Hal ini ditegaskan Anggota DPR RI Taufik Basari saat melaksanakan giat sosialisasi Empat Pilar MPR RI di Desa Way Jaha, Kecamatan Pugung, Kabupaten Tanggamus, Provinsi Lampung, 30 April 2023.
Dijelaskan Taufik, pada tahun 2019, Kementerian Agama melalui Pedoman Pencegahan dan Penanggulangan Kekerasan Seksual yang dituangkan dalam bentuk Surat Keputusan (SK) Direktur Jenderal Pendidikan Islam (Dirjen Pendis) Kemenag menggelorakan semangat anti kekerasan seksual, terutama di wilayah Perguruan Tinggi.

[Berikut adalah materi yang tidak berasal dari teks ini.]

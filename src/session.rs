//! Streaming session management.

use std::sync::atomic::{AtomicBool, AtomicU64, Ordering};
use std::sync::Arc;

use tokio::task::JoinHandle;

/// Statistics about a streaming session.
#[derive(Debug, Clone, Default)]
pub struct SessionStats {
    /// Chunks successfully fetched from the source.
    pub chunks_captured: u64,
    /// Chunks delivered to the remote consumer.
    pub chunks_sent: u64,
    /// Chunks discarded because the link was down at the gate check.
    pub chunks_dropped: u64,
    /// Send attempts that failed mid-write.
    pub send_failures: u64,
}

/// Internal state shared between the session handle and the loop task.
pub(crate) struct SessionState {
    pub running: AtomicBool,
    pub chunks_captured: AtomicU64,
    pub chunks_sent: AtomicU64,
    pub chunks_dropped: AtomicU64,
    pub send_failures: AtomicU64,
}

impl SessionState {
    pub fn new() -> Self {
        Self {
            running: AtomicBool::new(true),
            chunks_captured: AtomicU64::new(0),
            chunks_sent: AtomicU64::new(0),
            chunks_dropped: AtomicU64::new(0),
            send_failures: AtomicU64::new(0),
        }
    }
}

/// Handle to a running streaming session.
///
/// Returned by [`StreamUplinkBuilder::start()`]. The streaming loop runs as
/// a background task until [`stop()`](Session::stop) is called, the source
/// reports a device failure, or the process ends - the loop itself has no
/// terminal state.
///
/// # Example
///
/// ```ignore
/// let session = StreamUplink::builder()
///     .source(source)
///     .channel(channel)
///     .start()?;
///
/// tokio::time::sleep(Duration::from_secs(10)).await;
/// println!("{:?}", session.stats());
/// session.stop().await;
/// ```
///
/// [`StreamUplinkBuilder::start()`]: crate::StreamUplinkBuilder::start
pub struct Session {
    state: Arc<SessionState>,
    loop_handle: Option<JoinHandle<()>>,
}

impl Session {
    pub(crate) fn new(state: Arc<SessionState>, loop_handle: JoinHandle<()>) -> Self {
        Self {
            state,
            loop_handle: Some(loop_handle),
        }
    }

    /// Returns `true` if the streaming loop is still running.
    pub fn is_running(&self) -> bool {
        self.state.running.load(Ordering::SeqCst)
    }

    /// Returns current session statistics.
    pub fn stats(&self) -> SessionStats {
        SessionStats {
            chunks_captured: self.state.chunks_captured.load(Ordering::SeqCst),
            chunks_sent: self.state.chunks_sent.load(Ordering::SeqCst),
            chunks_dropped: self.state.chunks_dropped.load(Ordering::SeqCst),
            send_failures: self.state.send_failures.load(Ordering::SeqCst),
        }
    }

    /// Stops the streaming loop and waits for it to finish its current
    /// cycle.
    pub async fn stop(mut self) {
        self.state.running.store(false, Ordering::SeqCst);
        if let Some(handle) = self.loop_handle.take() {
            let _ = handle.await;
        }
    }
}

impl Drop for Session {
    fn drop(&mut self) {
        // Dropped without explicit stop() - signal the loop to wind down
        self.state.running.store(false, Ordering::SeqCst);
    }
}

#[cfg(test)]
mod tests {
    use super::*;

    #[test]
    fn test_session_state_new() {
        let state = SessionState::new();
        assert!(state.running.load(Ordering::SeqCst));
        assert_eq!(state.chunks_captured.load(Ordering::SeqCst), 0);
    }

    #[test]
    fn test_session_stats_default() {
        let stats = SessionStats::default();
        assert_eq!(stats.chunks_captured, 0);
        assert_eq!(stats.chunks_sent, 0);
        assert_eq!(stats.chunks_dropped, 0);
        assert_eq!(stats.send_failures, 0);
    }
}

Aturan dari Kemenag ini sangat komprehensif, bahkan sampai mengatur tentang standar prosedur operasional (SPO) pencegahan dan penanganan kekerasan seksual bahkan sebelum Kementerian Pendidikan dan Kebudayaan menerbitkan Permendikbudristek No. 30 Tahun 2021 tentang Pencegahan dan Penanganan Kekerasan Seksual di Lingkungan Perguruan Tinggi dan lahirnya Undang-Undang tentang Tindak Pidana Kekerasan Seksual pada tahun 2022.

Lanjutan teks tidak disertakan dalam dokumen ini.